Ainu Prayer Stick on CupIkupasuy resting on Tuki - Prayer Stick Resting on Ceremonial Cup and Stand
Stick: Collected in 1928. Cup and Stand: Purchased in 1904 at Louisiana Purchase Exposition
Stick: Wood, Cup & Stand: Lacquer on wood
Stick: 34.7 cm. Cup: 12.7 cm diameter. Stand: 15.5 cm diameter
Top to bottom: Cat. 235091, 88109, 88106
© The Field Museum

One of the most popular - and misunderstood - artifacts in Ainu collections around the world is the "mustache lifter", or prayer stick. This particular prayer stick was donated by Mrs. A. W. F. Fuller in 1964. A wife of a British naval officer, she donated her late husband's collection that contained nearly 700 items from around the world. Seven of these artifacts were Ainu pieces and were collected in 1928. The lacquer cup and stand, however, were purchased from a visiting Ainu group in St. Louis in 1904.
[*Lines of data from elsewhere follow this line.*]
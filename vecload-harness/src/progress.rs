use std::future::Future;
use std::io::Write;
use std::time::Duration;
use tokio::time::{Instant, MissedTickBehavior};
use tokio_util::sync::CancellationToken;

/// Stand-in deadline for durations too large to add to the current instant.
const FAR_FUTURE: Duration = Duration::from_secs(100 * 365 * 86_400);

/// How a timed wait ended.
#[derive(Debug, Clone, Copy, PartialEq, Eq)]
pub enum WaitOutcome {
    Elapsed,
    Cancelled,
}

/// Snapshot handed to the progress callback on every tick.
#[derive(Debug, Clone, Copy, PartialEq, Eq)]
pub struct Tick {
    pub elapsed: Duration,
    pub remaining: Duration,
}

impl Tick {
    /// Whole seconds left, counting down from the full duration at the first tick.
    pub fn remaining_secs(&self) -> u64 {
        (self.elapsed + self.remaining).as_secs().saturating_sub(self.elapsed.as_secs())
    }
}

/// Wait `duration`, calling `on_tick` immediately and then every `every`.
/// Returns early with [`WaitOutcome::Cancelled`] if `cancel` fires first.
pub async fn run_for(
    duration: Duration,
    every: Duration,
    cancel: &CancellationToken,
    mut on_tick: impl FnMut(Tick),
) -> WaitOutcome {
    let start = Instant::now();
    let deadline = start.checked_add(duration).unwrap_or_else(|| start + FAR_FUTURE);
    let mut interval = tokio::time::interval(every.max(Duration::from_millis(1)));
    interval.set_missed_tick_behavior(MissedTickBehavior::Delay);

    loop {
        tokio::select! {
            biased;
            _ = cancel.cancelled() => return WaitOutcome::Cancelled,
            _ = tokio::time::sleep_until(deadline) => return WaitOutcome::Elapsed,
            _ = interval.tick() => {
                let elapsed = start.elapsed();
                on_tick(Tick { elapsed, remaining: duration.saturating_sub(elapsed) });
            }
        }
    }
}

/// Drive `fut` to completion, calling `on_tick` with the elapsed time every `every`.
pub async fn report_while<F: Future>(fut: F, every: Duration, mut on_tick: impl FnMut(Duration)) -> F::Output {
    tokio::pin!(fut);
    let start = Instant::now();
    let mut interval = tokio::time::interval(every.max(Duration::from_millis(1)));
    interval.tick().await; // consume the immediate first tick

    loop {
        tokio::select! {
            out = &mut fut => return out,
            _ = interval.tick() => on_tick(start.elapsed()),
        }
    }
}

/// Overwrite the current terminal line with `line`.
pub fn print_inline(line: &str) {
    print!("\r{line}");
    std::io::stdout().flush().ok();
}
Shown here as it would be used in ritual, the prayer stick is pointing to the left and resting over the cup. The stick would be taken with the right hand and the cup with the left. The carved stick would be dipped in the cup, which held sake (Japanese rice wine) or millet beer, and drops would be sprinkled from the stick in an offering to the spirits. Drops were sprinkled in the general direction of the spirits or onto an inau (an example of which can be seen here).

Edward S. Morse, a naturalist who traveled around Japan in the late 1800s, visited with an Ainu family and described his experience in his 1917 book, Japan Day by Day: "We gave them twenty cents to replenish their vessel of sake, and when it was brought we had to drink with them. ... The Ainus, in turn, poured out a large lacquer cup full of sake, and, resting a long, thin piece of wood resembling a carved paper-cutter across the cup, sat down and went through a series of movements, first taking the stick and dipping the end of it into the liquor and sprinkling a few drops in front of them. They made a movement such as one would make in removing a speck or a fly from milk. This they did several times, offering the drops to different points of the compass; but I observed how slight were their offerings of the precious liquor to the gods. They then stroked their full beards and made a peculiar upward movement of the hands toward their beards as a sign of thankfulness. After this long introductory they raised the cup toward the mouth, and taking the stick lifted the heavy mustache away from the wine as they drank. These sticks are known as mustache sticks, and many had interesting Ainu designs carved upon them."

The Ainu believed that they could not pray directly to spirits and that an intermediary was necessary. The prayer stick, like the inau (seen here), was used by worshippers to speak to the spirits. What Morse saw were offerings of sake being made to the many spirits present in the Ainu home.

Researchers have noted that chopsticks could be used in lieu of a prayer stick, but only in a pinch. Lacquered bowls, attained by trade with Japanese merchants to the south, were almost always used in ceremonies in the home. Hunting groups, however, were known to use carved wooden bowls for impromptu ceremonies in the field. Travelers would bring only their bowl, leaving their stand at home.

It is unclear how, or when, the use of prayer sticks began, but the first mention of their use in western literature occurs in 1565.